Peter Schnedlitz, Handelsprofessor an der Wirtschaftsuniversität Wien, bezeichnet die beiden Glashausrojekte als "extreme Formen der Vertikalisierung, die praktisch einer Eigenproduktion gleichgestellt werden können." Schnedlitz: "Langfristig sehe ich die Gefahr eines erwachenden ,Kantönli-Geistes‘ oder gar Einkaufs-Chauvinismus. Glaubt jemand ernsthaft, dass der Käse aus Frankreich und das Essen in Italien schlechter ist als bei uns?"

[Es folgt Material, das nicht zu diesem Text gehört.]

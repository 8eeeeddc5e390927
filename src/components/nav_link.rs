//! Nav Link Component
//!
//! Anchor that switches page through history instead of reloading.

use leptos::prelude::*;

use crate::context::{use_app_context, Page};

#[component]
pub fn NavLink(
    page: Page,
    #[prop(optional, into)] class: String,
    children: Children,
) -> impl IntoView {
    let ctx = use_app_context();

    let on_click = move |ev: web_sys::MouseEvent| {
        // Let the browser handle new-tab clicks
        if ev.ctrl_key() || ev.meta_key() || ev.shift_key() || ev.button() != 0 {
            return;
        }
        ev.prevent_default();
        ctx.navigate(page);
    };

    view! {
        <a href=page.path() class=class on:click=on_click>
            {children()}
        </a>
    }
}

Brüssel strebt strengere Kriterien beim Import von Bio-Produkten an. Diese sollen in der neuen Bio-Verordnung fix gemacht werden. Bei Importen aus Entwicklungsländern könnte der Schuss nach hinten losgehen, warnen Organisationen wie Fairtrade. Speziell Kleinbauern-Kooperativen könnten sich die künftig verlangten teuren Zertifizierungsverfahren nicht leisten, befürchtet die Organisation, die sich für fairen Anbaubedingungen und Löhne für Bauern in Asien, Afrika und Lateinamerika einsetzt.

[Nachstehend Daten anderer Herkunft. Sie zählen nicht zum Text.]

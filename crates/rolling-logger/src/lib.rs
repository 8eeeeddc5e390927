//! # Rolling Logger
//!
//! Installs a global `tracing` subscriber with a console layer and a daily
//! rolling file layer (`<app>.<YYYY-MM-DD>.log`), keeping the newest
//! `max_files` files. File output goes through a non-blocking worker; keep the
//! returned [`Logger`] alive until shutdown so buffered lines are flushed.
//! Filtering follows `RUST_LOG`, falling back to the configured level.
//!
//! ```no_run
//! let _log = rolling_logger::init_logger("logs", "wedding-server").unwrap();
//! tracing::info!("ready");
//! ```

mod error;

pub use crate::error::LoggerError;
pub use tracing::level_filters::LevelFilter;

use std::fs;
use std::path::{Path, PathBuf};
use tracing_appender::non_blocking::{NonBlocking, WorkerGuard};
use tracing_appender::rolling::{RollingFileAppender, Rotation};
use tracing_subscriber::fmt::layer;
use tracing_subscriber::layer::SubscriberExt;
use tracing_subscriber::util::SubscriberInitExt;
use tracing_subscriber::EnvFilter;

pub const DEFAULT_MAX_FILES: usize = 7;
const LOG_FILE_SUFFIX: &str = "log";

#[derive(Debug, Clone)]
pub struct LoggerConfig {
    pub dir: PathBuf,
    pub app_name: String,
    pub max_files: usize,
    pub console: bool,
    pub level: LevelFilter,
}

impl LoggerConfig {
    pub fn new(dir: impl Into<PathBuf>, app_name: impl Into<String>) -> Self {
        Self {
            dir: dir.into(),
            app_name: app_name.into(),
            max_files: DEFAULT_MAX_FILES,
            console: true,
            level: LevelFilter::INFO,
        }
    }

    #[must_use]
    pub fn max_files(mut self, max: usize) -> Self {
        self.max_files = max;
        self
    }

    #[must_use]
    pub fn console(mut self, enabled: bool) -> Self {
        self.console = enabled;
        self
    }

    #[must_use]
    pub fn level(mut self, level: LevelFilter) -> Self {
        self.level = level;
        self
    }

    fn validate(&self) -> Result<(), LoggerError> {
        if self.app_name.trim().is_empty() {
            return Err(LoggerError::InvalidConfiguration(
                "Logger name cannot be empty".to_string(),
            ));
        }
        if self.max_files == 0 {
            return Err(LoggerError::InvalidConfiguration(
                "max_files must be greater than zero".to_string(),
            ));
        }
        Ok(())
    }

    /// Daily appender in `dir`, pruned to `max_files`, behind a background worker.
    fn file_writer(&self) -> Result<(NonBlocking, WorkerGuard), LoggerError> {
        fs::create_dir_all(&self.dir)?;

        let appender = RollingFileAppender::builder()
            .rotation(Rotation::DAILY)
            .filename_prefix(&self.app_name)
            .filename_suffix(LOG_FILE_SUFFIX)
            .max_log_files(self.max_files)
            .build(&self.dir)?;

        Ok(tracing_appender::non_blocking(appender))
    }
}

/// Handle to the installed subscriber.
///
/// Dropping it stops the file worker after flushing pending lines.
#[must_use = "Dropping this handle stops file logging"]
#[derive(Debug)]
pub struct Logger {
    dir: PathBuf,
    _guard: WorkerGuard,
}

impl Logger {
    /// Directory the rolling files are written to
    pub fn dir(&self) -> &Path {
        &self.dir
    }
}

/// Initialize logging into `dir` with default settings.
pub fn init_logger(dir: impl Into<PathBuf>, app_name: &str) -> Result<Logger, LoggerError> {
    init_with(LoggerConfig::new(dir, app_name))
}

/// Initialize logging from an explicit configuration.
///
/// # Errors
/// Fails on invalid configuration, when the log directory or appender cannot
/// be created, or when a global subscriber is already installed.
pub fn init_with(config: LoggerConfig) -> Result<Logger, LoggerError> {
    config.validate()?;

    let (file_writer, guard) = config.file_writer()?;

    let env_filter = EnvFilter::builder()
        .with_default_directive(config.level.into())
        .from_env_lossy();

    let console_layer = config.console.then(|| layer().compact().with_ansi(true));
    let file_layer = layer().with_writer(file_writer).with_ansi(false);

    tracing_subscriber::registry()
        .with(env_filter)
        .with(console_layer)
        .with(file_layer)
        .try_init()
        .map_err(|e| LoggerError::Init(e.to_string()))?;

    Ok(Logger {
        dir: config.dir,
        _guard: guard,
    })
}

#[cfg(test)]
mod tests {
    use super::*;
    use std::time::Duration;
    use tempfile::tempdir;

    fn log_files(dir: &Path, app: &str) -> Vec<PathBuf> {
        fs::read_dir(dir)
            .unwrap()
            .flatten()
            .map(|entry| entry.path())
            .filter(|path| {
                let name = path.file_name().and_then(|n| n.to_str()).unwrap_or_default();
                name.starts_with(&format!("{app}.")) && name.ends_with(".log")
            })
            .collect()
    }

    #[test]
    fn test_config_defaults() {
        let config = LoggerConfig::new("logs", "app");
        assert_eq!(config.max_files, DEFAULT_MAX_FILES);
        assert!(config.console);
        assert_eq!(config.level, LevelFilter::INFO);
    }

    #[test]
    fn test_rejects_zero_max_files() {
        let dir = tempdir().unwrap();
        let result = init_with(LoggerConfig::new(dir.path(), "app").max_files(0));
        assert!(matches!(result, Err(LoggerError::InvalidConfiguration(_))));
    }

    #[test]
    fn test_rejects_empty_name() {
        let dir = tempdir().unwrap();
        let result = init_with(LoggerConfig::new(dir.path(), "  "));
        assert!(matches!(result, Err(LoggerError::InvalidConfiguration(_))));
    }

    #[test]
    fn test_file_writer_creates_dated_file() {
        let dir = tempdir().unwrap();
        let log_dir = dir.path().join("nested").join("logs");
        let config = LoggerConfig::new(&log_dir, "writer-test");

        let (mut writer, guard) = config.file_writer().unwrap();
        std::io::Write::write_all(&mut writer, b"line\n").unwrap();
        drop(guard);

        let files = log_files(&log_dir, "writer-test");
        assert_eq!(files.len(), 1);

        // writer-test.YYYY-MM-DD.log
        let name = files[0].file_name().unwrap().to_str().unwrap().to_string();
        let date = name.trim_start_matches("writer-test.").trim_end_matches(".log");
        assert_eq!(date.len(), 10);
        assert_eq!(fs::read_to_string(&files[0]).unwrap(), "line\n");
    }

    #[test]
    fn test_init_writes_to_log_file() {
        let dir = tempdir().unwrap();
        let log_dir = dir.path().join("logs");

        let logger = init_with(LoggerConfig::new(&log_dir, "app").console(false)).unwrap();
        assert_eq!(logger.dir(), log_dir.as_path());
        tracing::info!("hello from the logger test");

        std::thread::sleep(Duration::from_millis(30));
        drop(logger);

        let files = log_files(&log_dir, "app");
        assert_eq!(files.len(), 1);
        let contents = fs::read_to_string(&files[0]).unwrap();
        assert!(contents.contains("hello from the logger test"));
    }
}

Dabei könne schon jetzt der Bedarf bei einigen fair gehandelten Produkten nicht voll gedeckt werden. In Deutschland werden beispielsweise Bio-Bananen mit Fairtrade-Siegel knapp.
Die EU-Import-Regelungen müssten zwar verbessert werden, sie sollten aber auf die besondere Situation von Kleinbauern in Afrika und Asien stärker Rücksicht nehmen, meinen Fairtrade-Vertreter. Die neuen EU-Standards sollen demnach vor allem in solchen Anbauländern gelten, die bislang noch keine bilateralen Verträge mit der EU über Bio-Standards abgeschlossen haben.
Heute ist bei uns ein Mittelburgenländer cooler als sein Konkurrent aus Kalifornien. Zumindest wenn es um Wein geht. Da steht Regionalität hoch im Kurs. Schon allein wegen der Klimabilanz. Wer will beim Weintrinken schon einen großen ökologischen Fußabdruck hinterlassen?! Dass Städter neuerdings mit ihrem SUV in die entlegensten Weingegenden stauen, um Nachschub für den Weinkeller zu holen, ist eine andere Geschichte. Da geht es ja nicht nur ums Abholen der Kisten, sondern auch darum, dem Winzer das im Basis-Weinseminar erlernte Wissen unter die Nase zu reiben.
Der Regionalitätswahn erreicht nun auch die Tomate. Sie soll ganzjährig in Österreich wachsen. Entsprechende klimatische Bedingungen müssen geschaffen werden, mit Gewächshäusern, die beleuchtet wie Verschubbahnhöfe in der Gegend stehen. Aus ihnen karrt der Unternehmer tonnenweise Tomaten. Zur Freude von allen. Schließlich schafft das auch Arbeitsplätze.
Die irgendwo anders verloren gehen. In Marokko oder auch nur zwei Ortschaften weiter. Supermarktketten, die sich Haus- und Hoflieferanten heranzüchten, die Hunderte Filialen versorgen, werden nicht auch noch bei zig kleinen Gärtnern kaufen. Und der Exklusiv-Lieferant? Wird eher eine schwache Verhandlungsposition haben, wenn er sonst niemanden beliefern kann. Und der Konsument? Sollte vielleicht nachdenken, ob er im Winter überhaupt Tomaten und Erdbeeren essen muss.